*Goal of the exercise*
Which lines of the records contain the word "backend"? Show each of them.

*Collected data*
//! Artist page URL normalization.
//!
//! Turns the many ways an artist page can be referenced (URI scheme,
//! locale-prefixed web URL, scheme-less address) into a single canonical
//! `https://open.spotify.com/artist/{id}` form plus the bare artist id.

use std::borrow::Cow;

use once_cell::sync::Lazy;
use regex::Regex;
use serde::{Deserialize, Serialize};
use tracing::warn;
use url::Url;

use super::constants::{ARTIST_HOST, ARTIST_URI_PREFIX};

/// Locale segment that may precede `artist/` (`intl-es`, `de`, `pt-BR`)
static LOCALE_SEGMENT: Lazy<Regex> = Lazy::new(|| {
    Regex::new(r"^(?i:intl-)?[A-Za-z]{2}(?:-[A-Za-z]{2})?$").expect("Invalid locale segment regex")
});

/// Canonical artist page URL together with the artist id it names
#[derive(Debug, Clone, PartialEq, Eq, Hash, Serialize, Deserialize)]
pub struct NormalizedArtistRef {
    pub canonical_url: String,
    pub artist_id: String,
}

impl NormalizedArtistRef {
    fn from_id(artist_id: &str) -> Self {
        Self {
            canonical_url: format!("https://{ARTIST_HOST}/artist/{artist_id}"),
            artist_id: artist_id.to_string(),
        }
    }
}

/// Normalize any supported artist reference into its canonical page URL.
///
/// Returns `None` for off-domain hosts, non-artist paths and malformed input.
///
/// ```
/// use bannerscrape::utils::artist_url::normalize;
///
/// assert_eq!(
///     normalize("open.spotify.com/intl-es/artist/1McMsnEElThX1knmY4oliG?si=x").as_deref(),
///     Some("https://open.spotify.com/artist/1McMsnEElThX1knmY4oliG"),
/// );
/// assert_eq!(normalize("https://example.com/artist/abc"), None);
/// ```
#[must_use]
pub fn normalize(raw_url: &str) -> Option<String> {
    normalize_artist(raw_url).map(|artist| artist.canonical_url)
}

/// Normalize an artist reference, keeping both the canonical URL and the id.
#[must_use]
pub fn normalize_artist(raw_url: &str) -> Option<NormalizedArtistRef> {
    let trimmed = raw_url.trim();
    if trimmed.is_empty() {
        return None;
    }

    // spotify:artist:{id}
    if let Some(rest) = strip_prefix_ignore_case(trimmed, ARTIST_URI_PREFIX) {
        let id = rest.split(['?', '#', ':', '/']).next().unwrap_or_default();
        return is_valid_artist_id(id).then(|| NormalizedArtistRef::from_id(id));
    }

    let with_scheme = if has_scheme(trimmed) {
        Cow::Borrowed(trimmed)
    } else {
        Cow::Owned(format!("https://{trimmed}"))
    };

    let parsed = Url::parse(&with_scheme).ok()?;
    if !matches!(parsed.scheme(), "http" | "https") {
        return None;
    }
    if !parsed.host_str()?.eq_ignore_ascii_case(ARTIST_HOST) {
        return None;
    }

    let mut segments = parsed.path_segments()?.filter(|s| !s.is_empty()).peekable();
    if segments
        .peek()
        .is_some_and(|first| LOCALE_SEGMENT.is_match(first))
    {
        segments.next();
    }

    match (segments.next(), segments.next()) {
        (Some("artist"), Some(id)) if is_valid_artist_id(id) => {
            Some(NormalizedArtistRef::from_id(id))
        }
        _ => None,
    }
}

/// Artist id for a raw or canonical URL.
///
/// Re-normalizes internally, so un-normalized input yields the same id as its
/// canonical form. Falls back to a timestamp-based synthetic id only when the
/// input cannot be normalized at all.
#[must_use]
pub fn extract_artist_id(raw_url: &str) -> String {
    match normalize_artist(raw_url) {
        Some(artist) => artist.artist_id,
        None => {
            let fallback = format!("unknown-artist-{}", chrono::Utc::now().timestamp_millis());
            warn!("Could not derive artist id from '{raw_url}', using {fallback}");
            fallback
        }
    }
}

fn is_valid_artist_id(id: &str) -> bool {
    !id.is_empty() && id.chars().all(|c| c.is_ascii_alphanumeric())
}

/// A scheme only counts when `://` precedes any path, query or fragment.
fn has_scheme(input: &str) -> bool {
    input
        .find("://")
        .is_some_and(|idx| !input[..idx].contains(['/', '?', '#']))
}

fn strip_prefix_ignore_case<'a>(input: &'a str, prefix: &str) -> Option<&'a str> {
    let head = input.get(..prefix.len())?;
    head.eq_ignore_ascii_case(prefix)
        .then(|| &input[prefix.len()..])
}
//! Banner extraction pipeline
//!
//! - [`types`]: requests, device profiles, failures and results
//! - [`backend`]: the browser seam ([`BannerBackend`])
//! - [`orchestrator`]: one job end to end ([`BannerExtractor`])
//! - [`service`]: validation plus serialized dispatch ([`BannerService`])

pub mod backend;
pub mod orchestrator;
pub mod service;
pub mod types;

pub use backend::{BannerBackend, FetchedImage};
pub use orchestrator::{BannerExtractor, IMAGES_ROUTE};
pub use service::BannerService;
pub use types::{BannerData, DeviceProfile, ErrorKind, ExtractionRequest, ExtractionResult};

*Result below*
//! - [`backend`]: the browser seam ([`BannerBackend`])
pub mod backend;
pub use backend::{BannerBackend, FetchedImage};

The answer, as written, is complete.